BEGIN
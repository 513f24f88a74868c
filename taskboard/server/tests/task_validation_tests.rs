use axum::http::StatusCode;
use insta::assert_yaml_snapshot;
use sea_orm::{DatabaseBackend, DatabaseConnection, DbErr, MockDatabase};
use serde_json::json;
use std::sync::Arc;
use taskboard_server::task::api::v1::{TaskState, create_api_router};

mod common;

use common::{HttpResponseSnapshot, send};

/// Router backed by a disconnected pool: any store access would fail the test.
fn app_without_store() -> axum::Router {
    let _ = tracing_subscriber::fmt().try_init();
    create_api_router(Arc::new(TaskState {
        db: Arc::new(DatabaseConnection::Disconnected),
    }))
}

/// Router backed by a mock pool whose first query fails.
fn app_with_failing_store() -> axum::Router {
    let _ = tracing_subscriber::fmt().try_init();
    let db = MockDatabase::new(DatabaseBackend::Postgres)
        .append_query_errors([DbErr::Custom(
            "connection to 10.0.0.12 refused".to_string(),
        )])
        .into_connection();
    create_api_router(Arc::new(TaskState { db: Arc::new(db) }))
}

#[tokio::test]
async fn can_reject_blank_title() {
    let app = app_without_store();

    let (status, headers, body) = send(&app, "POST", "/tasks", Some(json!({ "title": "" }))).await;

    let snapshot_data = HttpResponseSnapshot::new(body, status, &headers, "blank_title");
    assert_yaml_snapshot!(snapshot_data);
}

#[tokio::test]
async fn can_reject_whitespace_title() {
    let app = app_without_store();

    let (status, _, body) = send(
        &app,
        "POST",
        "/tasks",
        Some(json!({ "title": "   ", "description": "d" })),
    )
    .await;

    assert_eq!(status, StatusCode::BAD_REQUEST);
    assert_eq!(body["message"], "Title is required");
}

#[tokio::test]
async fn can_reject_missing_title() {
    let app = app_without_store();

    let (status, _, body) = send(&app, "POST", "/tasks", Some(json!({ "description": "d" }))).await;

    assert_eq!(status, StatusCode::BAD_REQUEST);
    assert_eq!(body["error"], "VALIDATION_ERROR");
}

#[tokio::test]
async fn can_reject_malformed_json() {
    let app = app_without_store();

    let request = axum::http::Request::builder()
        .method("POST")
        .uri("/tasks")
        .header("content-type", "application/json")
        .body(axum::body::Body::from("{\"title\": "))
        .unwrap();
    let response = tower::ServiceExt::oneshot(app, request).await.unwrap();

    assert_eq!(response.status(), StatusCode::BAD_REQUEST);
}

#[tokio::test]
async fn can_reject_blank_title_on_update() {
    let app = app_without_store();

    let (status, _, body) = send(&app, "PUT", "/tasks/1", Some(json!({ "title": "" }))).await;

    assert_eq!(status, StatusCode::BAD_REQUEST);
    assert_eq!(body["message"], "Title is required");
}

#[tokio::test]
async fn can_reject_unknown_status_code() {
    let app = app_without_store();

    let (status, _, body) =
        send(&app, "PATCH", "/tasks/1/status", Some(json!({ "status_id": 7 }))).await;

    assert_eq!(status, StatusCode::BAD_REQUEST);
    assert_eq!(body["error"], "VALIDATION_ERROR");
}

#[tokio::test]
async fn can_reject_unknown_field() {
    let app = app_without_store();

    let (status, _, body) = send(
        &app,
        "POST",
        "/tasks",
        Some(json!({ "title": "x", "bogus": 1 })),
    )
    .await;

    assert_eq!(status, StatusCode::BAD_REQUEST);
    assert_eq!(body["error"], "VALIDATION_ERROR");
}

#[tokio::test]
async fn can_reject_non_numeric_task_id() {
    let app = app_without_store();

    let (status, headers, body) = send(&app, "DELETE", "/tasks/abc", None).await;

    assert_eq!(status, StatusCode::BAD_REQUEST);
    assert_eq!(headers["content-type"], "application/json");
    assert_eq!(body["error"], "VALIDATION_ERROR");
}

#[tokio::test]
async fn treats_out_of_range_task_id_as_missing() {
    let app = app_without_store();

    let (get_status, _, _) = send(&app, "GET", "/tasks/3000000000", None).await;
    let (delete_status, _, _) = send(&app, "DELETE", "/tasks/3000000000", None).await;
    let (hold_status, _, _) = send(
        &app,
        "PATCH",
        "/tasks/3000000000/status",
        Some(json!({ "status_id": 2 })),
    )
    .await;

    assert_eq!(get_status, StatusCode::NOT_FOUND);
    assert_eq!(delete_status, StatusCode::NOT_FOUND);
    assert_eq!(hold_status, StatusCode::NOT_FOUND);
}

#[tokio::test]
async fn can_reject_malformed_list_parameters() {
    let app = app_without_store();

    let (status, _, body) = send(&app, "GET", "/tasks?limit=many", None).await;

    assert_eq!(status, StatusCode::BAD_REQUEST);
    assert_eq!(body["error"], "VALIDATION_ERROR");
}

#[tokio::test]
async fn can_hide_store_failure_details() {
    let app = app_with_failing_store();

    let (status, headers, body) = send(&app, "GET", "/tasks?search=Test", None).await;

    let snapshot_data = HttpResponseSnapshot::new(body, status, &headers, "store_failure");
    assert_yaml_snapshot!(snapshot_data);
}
END
* Aim of the exercise *
All of the material above should be printed exactly as it appears.

* Problem solution *
repository 513f24f88a74868c
filename taskboard/server/tests/task_validation_tests.rs
use axum::http::StatusCode;
use insta::assert_yaml_snapshot;
use sea_orm::{DatabaseBackend, DatabaseConnection, DbErr, MockDatabase};
use serde_json::json;
use std::sync::Arc;
use taskboard_server::task::api::v1::{TaskState, create_api_router};

mod common;

use common::{HttpResponseSnapshot, send};

/// Router backed by a disconnected pool: any store access would fail the test.
fn app_without_store() -> axum::Router {
    let _ = tracing_subscriber::fmt().try_init();
    create_api_router(Arc::new(TaskState {
        db: Arc::new(DatabaseConnection::Disconnected),
    }))
}

/// Router backed by a mock pool whose first query fails.
fn app_with_failing_store() -> axum::Router {
    let _ = tracing_subscriber::fmt().try_init();
    let db = MockDatabase::new(DatabaseBackend::Postgres)
        .append_query_errors([DbErr::Custom(
            "connection to 10.0.0.12 refused".to_string(),
        )])
        .into_connection();
    create_api_router(Arc::new(TaskState { db: Arc::new(db) }))
}

#[tokio::test]
async fn can_reject_blank_title() {
    let app = app_without_store();

    let (status, headers, body) = send(&app, "POST", "/tasks", Some(json!({ "title": "" }))).await;

    let snapshot_data = HttpResponseSnapshot::new(body, status, &headers, "blank_title");
    assert_yaml_snapshot!(snapshot_data);
}

#[tokio::test]
async fn can_reject_whitespace_title() {
    let app = app_without_store();

    let (status, _, body) = send(
        &app,
        "POST",
        "/tasks",
        Some(json!({ "title": "   ", "description": "d" })),
    )
    .await;

    assert_eq!(status, StatusCode::BAD_REQUEST);
    assert_eq!(body["message"], "Title is required");
}

#[tokio::test]
async fn can_reject_missing_title() {
    let app = app_without_store();

    let (status, _, body) = send(&app, "POST", "/tasks", Some(json!({ "description": "d" }))).await;

    assert_eq!(status, StatusCode::BAD_REQUEST);
    assert_eq!(body["error"], "VALIDATION_ERROR");
}

#[tokio::test]
async fn can_reject_malformed_json() {
    let app = app_without_store();

    let request = axum::http::Request::builder()
        .method("POST")
        .uri("/tasks")
        .header("content-type", "application/json")
        .body(axum::body::Body::from("{\"title\": "))
        .unwrap();
    let response = tower::ServiceExt::oneshot(app, request).await.unwrap();

    assert_eq!(response.status(), StatusCode::BAD_REQUEST);
}

#[tokio::test]
async fn can_reject_blank_title_on_update() {
    let app = app_without_store();

    let (status, _, body) = send(&app, "PUT", "/tasks/1", Some(json!({ "title": "" }))).await;

    assert_eq!(status, StatusCode::BAD_REQUEST);
    assert_eq!(body["message"], "Title is required");
}

#[tokio::test]
async fn can_reject_unknown_status_code() {
    let app = app_without_store();

    let (status, _, body) =
        send(&app, "PATCH", "/tasks/1/status", Some(json!({ "status_id": 7 }))).await;

    assert_eq!(status, StatusCode::BAD_REQUEST);
    assert_eq!(body["error"], "VALIDATION_ERROR");
}

#[tokio::test]
async fn can_reject_unknown_field() {
    let app = app_without_store();

    let (status, _, body) = send(
        &app,
        "POST",
        "/tasks",
        Some(json!({ "title": "x", "bogus": 1 })),
    )
    .await;

    assert_eq!(status, StatusCode::BAD_REQUEST);
    assert_eq!(body["error"], "VALIDATION_ERROR");
}

#[tokio::test]
async fn can_reject_non_numeric_task_id() {
    let app = app_without_store();

    let (status, headers, body) = send(&app, "DELETE", "/tasks/abc", None).await;

    assert_eq!(status, StatusCode::BAD_REQUEST);
    assert_eq!(headers["content-type"], "application/json");
    assert_eq!(body["error"], "VALIDATION_ERROR");
}

#[tokio::test]
async fn treats_out_of_range_task_id_as_missing() {
    let app = app_without_store();

    let (get_status, _, _) = send(&app, "GET", "/tasks/3000000000", None).await;
    let (delete_status, _, _) = send(&app, "DELETE", "/tasks/3000000000", None).await;
    let (hold_status, _, _) = send(
        &app,
        "PATCH",
        "/tasks/3000000000/status",
        Some(json!({ "status_id": 2 })),
    )
    .await;

    assert_eq!(get_status, StatusCode::NOT_FOUND);
    assert_eq!(delete_status, StatusCode::NOT_FOUND);
    assert_eq!(hold_status, StatusCode::NOT_FOUND);
}

#[tokio::test]
async fn can_reject_malformed_list_parameters() {
    let app = app_without_store();

    let (status, _, body) = send(&app, "GET", "/tasks?limit=many", None).await;

    assert_eq!(status, StatusCode::BAD_REQUEST);
    assert_eq!(body["error"], "VALIDATION_ERROR");
}

#[tokio::test]
async fn can_hide_store_failure_details() {
    let app = app_with_failing_store();

    let (status, headers, body) = send(&app, "GET", "/tasks?search=Test", None).await;

    let snapshot_data = HttpResponseSnapshot::new(body, status, &headers, "store_failure");
    assert_yaml_snapshot!(snapshot_data);
}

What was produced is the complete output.